◆ **WHAT NEEDS TO BE DONE**:
Each line below that holds the string "StdRng" counts once; report the total and nothing else.

◆ **DATA TO EXAMINE**:
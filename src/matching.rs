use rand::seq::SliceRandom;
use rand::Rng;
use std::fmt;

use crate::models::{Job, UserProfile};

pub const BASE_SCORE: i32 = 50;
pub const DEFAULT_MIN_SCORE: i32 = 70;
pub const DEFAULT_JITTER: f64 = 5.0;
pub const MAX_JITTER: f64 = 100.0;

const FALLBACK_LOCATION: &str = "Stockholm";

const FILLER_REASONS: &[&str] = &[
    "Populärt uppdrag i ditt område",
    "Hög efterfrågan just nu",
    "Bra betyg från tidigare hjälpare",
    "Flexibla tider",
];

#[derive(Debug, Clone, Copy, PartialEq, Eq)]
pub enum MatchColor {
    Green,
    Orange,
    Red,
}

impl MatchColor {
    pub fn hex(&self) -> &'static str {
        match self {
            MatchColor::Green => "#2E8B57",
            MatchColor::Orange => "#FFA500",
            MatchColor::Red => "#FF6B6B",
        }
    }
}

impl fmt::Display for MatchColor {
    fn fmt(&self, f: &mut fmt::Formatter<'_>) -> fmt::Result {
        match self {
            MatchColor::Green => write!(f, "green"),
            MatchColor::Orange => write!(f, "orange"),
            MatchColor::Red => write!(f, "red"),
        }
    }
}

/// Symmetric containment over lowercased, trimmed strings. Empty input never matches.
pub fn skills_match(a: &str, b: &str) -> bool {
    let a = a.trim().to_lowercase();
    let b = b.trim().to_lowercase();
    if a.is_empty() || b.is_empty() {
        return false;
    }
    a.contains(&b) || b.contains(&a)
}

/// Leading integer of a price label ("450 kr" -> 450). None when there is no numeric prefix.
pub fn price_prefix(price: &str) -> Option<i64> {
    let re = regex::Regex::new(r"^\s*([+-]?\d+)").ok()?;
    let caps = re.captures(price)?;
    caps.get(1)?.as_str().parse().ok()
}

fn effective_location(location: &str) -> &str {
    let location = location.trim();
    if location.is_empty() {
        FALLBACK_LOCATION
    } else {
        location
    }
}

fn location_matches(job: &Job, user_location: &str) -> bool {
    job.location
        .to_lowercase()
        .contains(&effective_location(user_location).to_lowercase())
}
==
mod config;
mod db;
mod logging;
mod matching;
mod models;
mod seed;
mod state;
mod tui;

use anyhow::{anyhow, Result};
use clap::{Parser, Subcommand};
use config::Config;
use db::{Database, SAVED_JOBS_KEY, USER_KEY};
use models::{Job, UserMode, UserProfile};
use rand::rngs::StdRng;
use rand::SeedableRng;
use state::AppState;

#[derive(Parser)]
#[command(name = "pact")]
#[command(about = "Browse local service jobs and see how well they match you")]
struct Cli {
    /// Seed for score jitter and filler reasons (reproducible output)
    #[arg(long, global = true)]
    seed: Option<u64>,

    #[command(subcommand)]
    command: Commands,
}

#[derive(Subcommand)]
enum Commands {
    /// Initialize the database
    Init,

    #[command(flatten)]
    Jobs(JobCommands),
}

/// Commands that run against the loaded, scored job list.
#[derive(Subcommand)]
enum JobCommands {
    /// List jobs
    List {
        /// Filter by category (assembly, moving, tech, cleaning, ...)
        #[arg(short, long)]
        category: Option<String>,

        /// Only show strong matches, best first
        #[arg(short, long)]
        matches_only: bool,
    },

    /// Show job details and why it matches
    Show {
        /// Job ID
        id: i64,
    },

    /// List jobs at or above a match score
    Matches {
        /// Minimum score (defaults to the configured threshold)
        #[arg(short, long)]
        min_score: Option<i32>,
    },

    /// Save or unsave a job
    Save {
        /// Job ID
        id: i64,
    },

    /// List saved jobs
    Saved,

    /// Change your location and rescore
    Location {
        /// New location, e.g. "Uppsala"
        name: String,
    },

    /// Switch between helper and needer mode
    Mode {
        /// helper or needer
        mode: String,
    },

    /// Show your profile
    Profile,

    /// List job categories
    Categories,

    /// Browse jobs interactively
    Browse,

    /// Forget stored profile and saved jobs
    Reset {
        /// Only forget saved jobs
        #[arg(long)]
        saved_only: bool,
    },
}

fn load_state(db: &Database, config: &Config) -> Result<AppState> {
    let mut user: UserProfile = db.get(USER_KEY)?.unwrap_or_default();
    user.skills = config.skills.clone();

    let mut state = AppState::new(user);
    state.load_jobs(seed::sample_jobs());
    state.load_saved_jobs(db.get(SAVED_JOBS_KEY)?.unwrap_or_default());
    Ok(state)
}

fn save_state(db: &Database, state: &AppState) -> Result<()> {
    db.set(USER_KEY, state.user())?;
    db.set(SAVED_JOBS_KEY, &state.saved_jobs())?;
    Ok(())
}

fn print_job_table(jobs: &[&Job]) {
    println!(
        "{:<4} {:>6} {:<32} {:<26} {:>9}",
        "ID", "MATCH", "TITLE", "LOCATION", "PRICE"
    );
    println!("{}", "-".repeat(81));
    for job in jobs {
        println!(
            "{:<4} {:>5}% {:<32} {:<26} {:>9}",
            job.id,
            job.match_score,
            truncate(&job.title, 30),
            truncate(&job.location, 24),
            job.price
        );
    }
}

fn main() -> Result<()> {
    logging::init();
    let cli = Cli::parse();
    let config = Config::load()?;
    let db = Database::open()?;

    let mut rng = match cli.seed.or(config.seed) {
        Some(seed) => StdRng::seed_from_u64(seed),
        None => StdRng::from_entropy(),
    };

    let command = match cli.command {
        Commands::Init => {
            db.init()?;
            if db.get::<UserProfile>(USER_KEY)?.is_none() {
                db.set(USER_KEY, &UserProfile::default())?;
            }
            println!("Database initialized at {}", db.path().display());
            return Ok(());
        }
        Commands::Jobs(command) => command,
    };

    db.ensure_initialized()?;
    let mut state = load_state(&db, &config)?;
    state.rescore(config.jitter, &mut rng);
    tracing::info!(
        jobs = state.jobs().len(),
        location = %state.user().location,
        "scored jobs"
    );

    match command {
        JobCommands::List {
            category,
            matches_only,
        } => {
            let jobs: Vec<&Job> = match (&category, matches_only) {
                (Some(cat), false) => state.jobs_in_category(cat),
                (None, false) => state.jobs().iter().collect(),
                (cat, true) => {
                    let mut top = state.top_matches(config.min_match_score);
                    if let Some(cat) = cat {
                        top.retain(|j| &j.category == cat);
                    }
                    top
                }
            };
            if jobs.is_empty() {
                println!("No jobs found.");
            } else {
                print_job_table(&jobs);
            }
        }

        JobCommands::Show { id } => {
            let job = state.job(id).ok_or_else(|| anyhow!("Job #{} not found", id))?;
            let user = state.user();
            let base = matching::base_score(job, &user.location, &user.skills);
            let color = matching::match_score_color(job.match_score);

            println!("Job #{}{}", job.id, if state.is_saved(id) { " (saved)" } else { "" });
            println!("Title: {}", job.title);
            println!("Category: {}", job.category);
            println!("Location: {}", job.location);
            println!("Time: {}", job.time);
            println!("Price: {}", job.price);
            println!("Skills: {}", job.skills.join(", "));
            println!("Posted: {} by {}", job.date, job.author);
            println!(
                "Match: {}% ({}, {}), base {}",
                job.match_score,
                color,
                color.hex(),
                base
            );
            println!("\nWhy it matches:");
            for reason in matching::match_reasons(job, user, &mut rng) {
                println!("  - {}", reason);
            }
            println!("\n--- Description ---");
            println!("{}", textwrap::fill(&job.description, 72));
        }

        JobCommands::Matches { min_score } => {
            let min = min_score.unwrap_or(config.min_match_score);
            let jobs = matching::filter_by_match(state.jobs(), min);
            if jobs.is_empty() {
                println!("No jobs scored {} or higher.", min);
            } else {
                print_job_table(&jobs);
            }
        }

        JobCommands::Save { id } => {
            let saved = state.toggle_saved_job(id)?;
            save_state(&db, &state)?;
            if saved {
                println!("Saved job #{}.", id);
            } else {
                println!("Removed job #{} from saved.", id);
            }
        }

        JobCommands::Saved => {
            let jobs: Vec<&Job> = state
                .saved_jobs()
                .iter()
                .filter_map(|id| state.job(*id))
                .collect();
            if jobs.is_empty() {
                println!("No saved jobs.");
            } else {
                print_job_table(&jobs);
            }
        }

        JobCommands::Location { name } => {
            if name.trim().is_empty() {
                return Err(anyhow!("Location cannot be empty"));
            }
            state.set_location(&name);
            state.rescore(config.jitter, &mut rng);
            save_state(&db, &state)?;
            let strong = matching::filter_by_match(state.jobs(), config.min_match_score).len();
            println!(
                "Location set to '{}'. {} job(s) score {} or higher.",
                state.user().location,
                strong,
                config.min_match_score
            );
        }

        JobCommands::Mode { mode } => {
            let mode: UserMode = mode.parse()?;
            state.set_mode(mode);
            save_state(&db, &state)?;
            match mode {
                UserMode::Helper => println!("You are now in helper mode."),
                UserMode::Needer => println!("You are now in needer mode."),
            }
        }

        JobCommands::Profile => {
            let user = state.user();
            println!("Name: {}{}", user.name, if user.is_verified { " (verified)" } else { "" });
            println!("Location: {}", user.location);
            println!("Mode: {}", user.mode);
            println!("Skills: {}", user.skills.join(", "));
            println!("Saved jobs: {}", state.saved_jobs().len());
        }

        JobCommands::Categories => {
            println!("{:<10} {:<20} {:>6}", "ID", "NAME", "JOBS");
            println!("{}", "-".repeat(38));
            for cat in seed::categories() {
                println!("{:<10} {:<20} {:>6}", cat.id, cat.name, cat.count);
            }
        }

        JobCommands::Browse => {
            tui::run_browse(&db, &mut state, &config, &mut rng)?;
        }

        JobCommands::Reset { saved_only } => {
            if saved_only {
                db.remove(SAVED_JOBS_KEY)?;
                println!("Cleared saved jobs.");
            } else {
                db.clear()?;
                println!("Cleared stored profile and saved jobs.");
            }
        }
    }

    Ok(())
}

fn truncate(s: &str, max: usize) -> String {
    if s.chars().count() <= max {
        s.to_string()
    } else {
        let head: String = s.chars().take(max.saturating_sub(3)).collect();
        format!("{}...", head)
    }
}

◆ **ANSWER FOR THIS EXERCISE**:
3